The Legacy is comfortable (more than agile) and it feels stable and secure at motorway speeds and around corners. However its steering is nothing special and there’s a fair bit of road noise from its tyres.
The Subaru Legacy has an official fuel consumption figure of 47.9mpg and emissions of 156g/km CO2. This may or may not be impressive for its class – it’s impossible to say because there are no other direct rivals in its class. However compared to similar-sized crossovers it is relatively efficient. But there is one big issue that we have with the economy and emissions of this car
– they are worse than the previous generation model, which emitted 151g/km CO2. Even the previous generation Outback was better than this Legacy, at 153g/km CO2. All other manufacturers make a big deal about new models having lower emissions than the previous model, yet Subaru has given us a new model with higher emissions
. A key reason for this is likely to be the weight gain, which is probably the result of satisfying the needs of the American market for greater refinement and higher levels of equipment and safety kit.
An easy way for Subaru to get the emissions down would be to fit a stop-start system – which it hasn’t done. However, probably because the Legacy doesn’t have a raft of technology to help it score highly on the NEDC test, its real-life fuel economy, of 42mpg, was relatively close to its official figure.
With the BMW 520d Touring returning 57.6mpg, emitting 130g/km CO2 and having a Benefit in Kind rating of 20% (and not costing much more at £32,305), the Legacy really needs lower Benefit in Kind to appeal as a company car.

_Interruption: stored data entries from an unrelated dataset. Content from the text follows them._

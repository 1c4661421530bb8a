/*
MIT License
Copyright (c)  Germán Molina
Permission is hereby granted, free of charge, to any person obtaining a copy
of this software and associated documentation files (the "Software"), to deal
in the Software without restriction, including without limitation the rights
to use, copy, modify, merge, publish, distribute, sublicense, and/or sell
copies of the Software, and to permit persons to whom the Software is
furnished to do so, subject to the following conditions:
The above copyright notice and this permission notice shall be included in all
copies or substantial portions of the Software.
THE SOFTWARE IS PROVIDED "AS IS", WITHOUT WARRANTY OF ANY KIND, EXPRESS OR
IMPLIED, INCLUDING BUT NOT LIMITED TO THE WARRANTIES OF MERCHANTABILITY,
FITNESS FOR A PARTICULAR PURPOSE AND NONINFRINGEMENT. IN NO EVENT SHALL THE
AUTHORS OR COPYRIGHT HOLDERS BE LIABLE FOR ANY CLAIM, DAMAGES OR OTHER
LIABILITY, WHETHER IN AN ACTION OF CONTRACT, TORT OR OTHERWISE, ARISING FROM,
OUT OF OR IN CONNECTION WITH THE SOFTWARE OR THE USE OR OTHER DEALINGS IN THE
SOFTWARE.
*/

//! Runs the whole pipeline over the two-room cabin: building file in,
//! CSV report out.

use calendar::Date;
use hygrotherm::run_simulation::{run, SimOptions};
use hygrotherm::{CurrentWeather, Float, Location, Model, Weather};

/// Two winter days of synthetic hourly weather, written to a
/// temporary file the way the weather pre-processor would
fn write_weather_file(name: &str) -> Result<String, String> {
    let mut weather = Weather {
        location: Location::default(),
        data: Vec::new(),
    };
    for day in 1..=2u8 {
        for hour in 0..24u8 {
            let h = hour as Float;
            // mild daily swing around 2 C, sun around noon
            let temperature = 2. + 5. * ((h - 14.) / 24. * 2. * std::f64::consts::PI).cos();
            let sun = if (8. ..18.).contains(&h) {
                400. * (1. - ((h - 13.) / 5.).powi(2)).max(0.)
            } else {
                0.
            };
            weather.data.push(CurrentWeather {
                date: Date {
                    month: 1,
                    day,
                    hour: h,
                },
                dry_bulb_temperature: temperature,
                relative_humidity: 0.7,
                global_horizontal_radiation: sun,
            });
        }
    }

    let path = std::env::temp_dir().join(name);
    let path = path.to_str().ok_or("bad temp path")?.to_string();
    let json = serde_json::to_string(&weather).map_err(|e| e.to_string())?;
    std::fs::write(&path, json).map_err(|e| e.to_string())?;
    Ok(path)
}

#[test]
fn test_simulate_cabin() -> Result<(), String> {
    let weather_file = write_weather_file("hygrotherm_cabin_weather.json")?;
    let options = SimOptions {
        input_file: "./tests/cabin/cabin.json5".into(),
        weather_file,
        output: None,
        n: 4,
    };

    let (model, mut state_header) = Model::from_file(&options.input_file)?;
    let mut out: Vec<u8> = Vec::new();
    run(&model, &mut state_header, &options, &mut out)?;

    let csv = String::from_utf8(out).map_err(|e| e.to_string())?;
    let mut lines = csv.lines();
    let header = lines.next().ok_or("empty report")?;
    assert!(header.starts_with("Date,"));
    assert!(header.contains("Living Dry Bulb Temperature [C]"));
    assert!(header.contains("Bedroom Operating Mode [-]"));
    assert!(header.contains("Living floor Temperature [C]"));

    let n_columns = header.split(',').count();
    let rows: Vec<&str> = lines.collect();
    // one row per timestep of the weather period
    let expected = hygrotherm::Period::new(
        Date {
            month: 1,
            day: 1,
            hour: 0.,
        },
        Date {
            month: 1,
            day: 2,
            hour: 23.,
        },
        900.,
    )
    .n_steps();
    assert_eq!(rows.len(), expected);

    let mut living_temperature_column = 0;
    for (i, name) in header.split(',').enumerate() {
        if name == "Living Dry Bulb Temperature [C]" {
            living_temperature_column = i;
        }
    }
    assert!(living_temperature_column > 0);

    for row in rows.iter() {
        let fields: Vec<&str> = row.split(',').collect();
        assert_eq!(fields.len(), n_columns);
        let t: Float = fields[living_temperature_column]
            .parse()
            .map_err(|_| format!("bad value '{}'", fields[living_temperature_column]))?;
        // the split keeps the living room within its comfort band,
        // give or take the reporting resolution
        assert!(
            (10. ..35.).contains(&t),
            "living room at {} C in row '{}'",
            t,
            row
        );
    }
    Ok(())
}
/*
MIT License
Copyright (c)  Germán Molina
Permission is hereby granted, free of charge, to any person obtaining a copy
of this software and associated documentation files (the "Software"), to deal
in the Software without restriction, including without limitation the rights
to use, copy, modify, merge, publish, distribute, sublicense, and/or sell
copies of the Software, and to permit persons to whom the Software is
furnished to do so, subject to the following conditions:
The above copyright notice and this permission notice shall be included in all
copies or substantial portions of the Software.
THE SOFTWARE IS PROVIDED "AS IS", WITHOUT WARRANTY OF ANY KIND, EXPRESS OR
IMPLIED, INCLUDING BUT NOT LIMITED TO THE WARRANTIES OF MERCHANTABILITY,
FITNESS FOR A PARTICULAR PURPOSE AND NONINFRINGEMENT. IN NO EVENT SHALL THE
AUTHORS OR COPYRIGHT HOLDERS BE LIABLE FOR ANY CLAIM, DAMAGES OR OTHER
LIABILITY, WHETHER IN AN ACTION OF CONTRACT, TORT OR OTHERWISE, ARISING FROM,
OUT OF OR IN CONNECTION WITH THE SOFTWARE OR THE USE OR OTHER DEALINGS IN THE
SOFTWARE.
*/

use crate::Schedule;
use calendar::Date;

/// A daily schedule given as 24 hourly values, indexed by the integer
/// part of the date's hour. The same pattern repeats every day of
/// the year.
pub struct HourlySchedule<T> {
    values: [T; 24],
}

impl<T> HourlySchedule<T>
where
    T: Copy + Sync + Send,
{
    /// Creates a new schedule from its 24 hourly values
    pub fn new(values: [T; 24]) -> Self {
        Self { values }
    }

    /// Creates a schedule returning `active` between `start` hour
    /// (inclusive) and `end` hour (exclusive), and `inactive` otherwise
    pub fn between(start: usize, end: usize, active: T, inactive: T) -> Self {
        let mut values = [inactive; 24];
        for (h, v) in values.iter_mut().enumerate() {
            if h >= start && h < end {
                *v = active;
            }
        }
        Self { values }
    }
}

impl<T> Schedule<T> for HourlySchedule<T>
where
    T: Copy + Sync + Send,
{
    fn get(&self, date: Date) -> Option<T> {
        let mut h = date.hour.floor() as usize;
        if h > 23 {
            h = 23;
        }
        Some(self.values[h])
    }
}

/* *********** */
/*    TESTS    */
/* *********** */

You can still buy a 2.5-litre petrol Legacy, which now comes with Subaru’s continuously variable transmission (CVT), but the diesel will be the more popular choice, with a choice of S, SE and SE NavPlus specifications starting at £26,900 and increasing up to £31,370.
Entry-level S trim includes dual-zone climate control, automatic headlights and wipers, electric driver’s seat adjustment, Bluetooth and an electric sunroof. SE trim gives you larger alloys, sportier trim and suspension, and leather. SE NavPlus adds a keyless entry/starter system, rear-view camera and satellite-navigation.
Even with decent equipment and safety kit the Legacy is relatively expensive compared to rivals. However you should be able to expect good levels of reliability, and all Subarus come with a three-year aftercare package.
The Subaru Legacy is a large estate with all-wheel drive, and for such a car it is relatively efficient. It’s also comfortable and secure to drive, with the driving experience feeling more upmarket and refined than the previous-generation model. It’s difficult to compare it against direct rivals because it really doesn’t have any – which makes you wonder why no other manufacturers have direct rivals on sale. Is there not a sufficient market for this concept? Or is Subaru ahead of the game like it was with the Outback crossover?
Anyway, it’s all generally positive news about the Legacy except for the fact that this car is less economical and higher emitting than the previous generation model, and we find it amazing that any manufacturer could launch such a car in the current obsessive climate focused on lowering emissions. We’re also not convinced the exterior and interior design is a sufficient step forward over the last model. All-in-all the Subaru Legacy remains a competent if slightly expensive car for people who aren’t afraid to buy something with a bit of individuality. It gets a Green Car Guide rating of 7 out of 10.